The men's cross country team won the 1974 Group IV state championship. This was the first WHRHS team to have won a state championship.

The girls' tennis team won the Group IV state championship in 1976 and 1978 (vs. Ridgewood High School both years), 1981 (vs. Cherry Hill East High School), and won the Group III state championship in 1982 (vs. Millburn High School), 1983, 1985 (vs. Mainland Regional High School), 2000 (vs. Tenafly High School) and 2001 (vs. Northern Highlands Regional High School). The team won the Tournament of Champions in 1981 (vs. Rumson-Fair Haven Regional High School), 1982 and 1983 (vs. Red Bank Catholic High School both years). The eight group titles are tied for seventh-most in the state and the three Tournament of Champions titles are tied for third most. The team finished 21-0 in 1976 after defeating Ridgewood 3-2 in come-from-behind fashion in the playoff finals.
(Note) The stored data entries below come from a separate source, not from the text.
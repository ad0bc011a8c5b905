//! Browser scheduler backed by `requestAnimationFrame`, `setTimeout` and `setInterval`

use std::cell::RefCell;
use std::collections::HashMap;
use std::rc::Rc;

use wasm_bindgen::JsCast;
use wasm_bindgen::prelude::*;

use crate::schedule::{Cadence, Scheduler, Subscription, Wake};

/// Callback that routes a wake back into the game
pub type Dispatch = Rc<dyn Fn(Wake)>;

/// A live browser callback
enum Handle {
    Frame(i32),
    Timeout(i32),
    Interval(i32, Closure<dyn FnMut()>),
}

type LiveTable = Rc<RefCell<HashMap<u64, Handle>>>;

pub struct BrowserScheduler {
    window: web_sys::Window,
    dispatch: Dispatch,
    next_id: u64,
    /// Outstanding callbacks; one-shots remove themselves when they fire
    live: LiveTable,
    /// Interval closures may be cancelled from inside their own callback;
    /// they are kept alive until the next one-shot fires.
    retired: Rc<RefCell<Vec<Closure<dyn FnMut()>>>>,
}

impl BrowserScheduler {
    pub fn new(window: web_sys::Window, dispatch: Dispatch) -> Self {
        Self {
            window,
            dispatch,
            next_id: 1,
            live: Rc::new(RefCell::new(HashMap::new())),
            retired: Rc::new(RefCell::new(Vec::new())),
        }
    }

    /// Callback for a one-shot: forget the handle, then dispatch
    fn one_shot(&self, id: u64, wake: Wake) -> impl FnOnce() + 'static {
        let live = Rc::clone(&self.live);
        let retired = Rc::clone(&self.retired);
        let dispatch = Rc::clone(&self.dispatch);
        move || {
            live.borrow_mut().remove(&id);
            retired.borrow_mut().clear();
            dispatch(wake);
        }
    }

    fn register(&self, id: u64, wake: Wake, cadence: Cadence) -> Result<Handle, JsValue> {
        match cadence {
            Cadence::NextFrame => {
                let fire = self.one_shot(id, wake);
                let callback = Closure::once_into_js(move |_time: f64| fire());
                let handle = self
                    .window
                    .request_animation_frame(callback.unchecked_ref())?;
                Ok(Handle::Frame(handle))
            }
            Cadence::After(ms) => {
                let fire = self.one_shot(id, wake);
                let callback = Closure::once_into_js(fire);
                let handle = self
                    .window
                    .set_timeout_with_callback_and_timeout_and_arguments_0(
                        callback.unchecked_ref(),
                        clamp_ms(ms),
                    )?;
                Ok(Handle::Timeout(handle))
            }
            Cadence::Every(ms) => {
                let dispatch = Rc::clone(&self.dispatch);
                let callback = Closure::<dyn FnMut()>::new(move || dispatch(wake));
                let handle = self
                    .window
                    .set_interval_with_callback_and_timeout_and_arguments_0(
                        callback.as_ref().unchecked_ref(),
                        clamp_ms(ms),
                    )?;
                Ok(Handle::Interval(handle, callback))
            }
        }
    }
}

fn clamp_ms(ms: u32) -> i32 {
    ms.min(i32::MAX as u32) as i32
}

impl Scheduler for BrowserScheduler {
    fn schedule(&mut self, wake: Wake, cadence: Cadence) -> Subscription {
        let id = self.next_id;
        self.next_id += 1;

        match self.register(id, wake, cadence) {
            Ok(handle) => {
                self.live.borrow_mut().insert(id, handle);
            }
            Err(e) => log::warn!("Failed to schedule {:?}: {:?}", wake, e),
        }
        Subscription(id)
    }

    fn cancel(&mut self, subscription: Subscription) {
        let Some(handle) = self.live.borrow_mut().remove(&subscription.0) else {
            return;
        };
        match handle {
            Handle::Frame(h) => {
                if let Err(e) = self.window.cancel_animation_frame(h) {
                    log::warn!("cancelAnimationFrame failed: {:?}", e);
                }
            }
            Handle::Timeout(h) => self.window.clear_timeout_with_handle(h),
            Handle::Interval(h, closure) => {
                self.window.clear_interval_with_handle(h);
                self.retired.borrow_mut().push(closure);
            }
        }
    }
}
The girls swimming team won the Division B state championship in 1985-1987, 1989 and 1992.

The baseball team won the 2005 North II, Group IV state sectional championship with an 11-0 win over Hunterdon Central Regional High School. The team has won the Somerset County Tournament in 1975, 1982, 1983, 1993 and 2009; the program's five titles (through 2018) are the fourth-most in the tournament's history since it was established in 1973.

The ice hockey team won the Monsignor Kelly Cup in 2005. The team made it to the NJSIAA Public A State Finals vs. Ridge High School in 2008, falling by a score of 5-0; the most successful season for the six-year-old program.
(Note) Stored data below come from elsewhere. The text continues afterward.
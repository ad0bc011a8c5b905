//! Collectible spawn policy

use glam::Vec2;
use rand::Rng;

use super::state::{Collectible, CollectibleKind, Session};

/// Spawn at most one collectible if the session is below capacity
///
/// Kind is uniform over [`CollectibleKind::ALL`]; position is uniform over the
/// play surface inset so the whole footprint stays on it.
pub fn spawn<R: Rng>(
    session: &mut Session,
    rng: &mut R,
    bounds: Vec2,
    capacity: usize,
    collectible_size: f32,
) -> Option<Collectible> {
    if session.collectibles.len() >= capacity {
        return None;
    }

    let kind = CollectibleKind::ALL[rng.random_range(0..CollectibleKind::ALL.len())];
    let span = (bounds - Vec2::splat(collectible_size)).max(Vec2::ZERO);
    let pos = Vec2::new(rng.random::<f32>() * span.x, rng.random::<f32>() * span.y);

    let collectible = Collectible {
        id: session.next_entity_id(),
        kind,
        pos,
    };
    session.collectibles.push(collectible.clone());
    Some(collectible)
}

#[cfg(test)]
mod tests {
    use super::*;
    use crate::consts::{CAPACITY, COLLECTIBLE_SIZE};
    use rand::SeedableRng;
    use rand_pcg::Pcg32;
    use std::collections::HashMap;

    const BOUNDS: Vec2 = Vec2::new(500.0, 400.0);

    #[test]
    fn test_spawns_one_below_capacity() {
        let mut rng = Pcg32::seed_from_u64(1);
        let mut session = Session::new();

        for expected in 1..=CAPACITY {
            let spawned = spawn(&mut session, &mut rng, BOUNDS, CAPACITY, COLLECTIBLE_SIZE);
            assert!(spawned.is_some());
            assert_eq!(session.collectibles.len(), expected);
        }
    }

    #[test]
    fn test_no_spawn_at_capacity() {
        let mut rng = Pcg32::seed_from_u64(2);
        let mut session = Session::new();
        while session.collectibles.len() < CAPACITY {
            spawn(&mut session, &mut rng, BOUNDS, CAPACITY, COLLECTIBLE_SIZE);
        }

        assert!(spawn(&mut session, &mut rng, BOUNDS, CAPACITY, COLLECTIBLE_SIZE).is_none());
        assert_eq!(session.collectibles.len(), CAPACITY);
    }

    #[test]
    fn test_footprint_stays_on_surface() {
        let mut rng = Pcg32::seed_from_u64(3);
        for _ in 0..2000 {
            let mut session = Session::new();
            let c = spawn(&mut session, &mut rng, BOUNDS, CAPACITY, COLLECTIBLE_SIZE).unwrap();
            assert!(c.pos.x >= 0.0 && c.pos.x + COLLECTIBLE_SIZE <= BOUNDS.x);
            assert!(c.pos.y >= 0.0 && c.pos.y + COLLECTIBLE_SIZE <= BOUNDS.y);
        }
    }

    #[test]
    fn test_tiny_surface_pins_to_origin() {
        let mut rng = Pcg32::seed_from_u64(4);
        let mut session = Session::new();
        let c = spawn(&mut session, &mut rng, Vec2::new(10.0, 10.0), CAPACITY, COLLECTIBLE_SIZE)
            .unwrap();
        assert_eq!(c.pos, Vec2::ZERO);
    }

    #[test]
    fn test_kinds_uniform() {
        const TRIALS: usize = 30_000;
        let mut rng = Pcg32::seed_from_u64(0xC0FFEE);
        let mut counts: HashMap<CollectibleKind, usize> = HashMap::new();

        for _ in 0..TRIALS {
            let mut session = Session::new();
            let c = spawn(&mut session, &mut rng, BOUNDS, CAPACITY, COLLECTIBLE_SIZE).unwrap();
            assert_eq!(c.value(), c.kind.value());
            *counts.entry(c.kind).or_default() += 1;
        }

        for kind in CollectibleKind::ALL {
            let share = counts[&kind] as f64 / TRIALS as f64;
            assert!((share - 1.0 / 3.0).abs() < 0.02, "{:?} share {}", kind, share);
        }
    }

    #[test]
    fn test_same_seed_same_spawns() {
        let mut a = Pcg32::seed_from_u64(99);
        let mut b = Pcg32::seed_from_u64(99);
        let mut sa = Session::new();
        let mut sb = Session::new();

        for _ in 0..CAPACITY {
            spawn(&mut sa, &mut a, BOUNDS, CAPACITY, COLLECTIBLE_SIZE);
            spawn(&mut sb, &mut b, BOUNDS, CAPACITY, COLLECTIBLE_SIZE);
        }
        assert_eq!(sa.collectibles, sb.collectibles);
    }
}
The girls' softball team won the Group IV state championships in 2016, defeating Egg Harbor Township High School by a score of 4-0 in the tournament final. The girls' softball team won the Group IV state championships in 2022, a rematch of the 2016 championship, with a 2-1 defeat of Egg Harbor Township High School in the final game of the tournament.

The boys' lacrosse team had their most successful season in 2018. They finished the season with a 20-3 record, in which two of those losses came in overtime, and their final loss came in the semifinals of the Tournament of Champions to the eventual winner, Delbarton. They made it to the county final, won the program’s first ever North Group IV sectional championship and won the Group IV state title, with a 10-3win against Lenape High School in the championship game. Head Coach Jamie Lovejoy won NJ.com Coach of the Year and four players earned U.S. All-American honors (two of those players being Academic All-Americans), with five players going on to play college lacrosse. They were ranked fifth in the state of New Jersey by NJ.com and the 18th team in the country by MaxPreps.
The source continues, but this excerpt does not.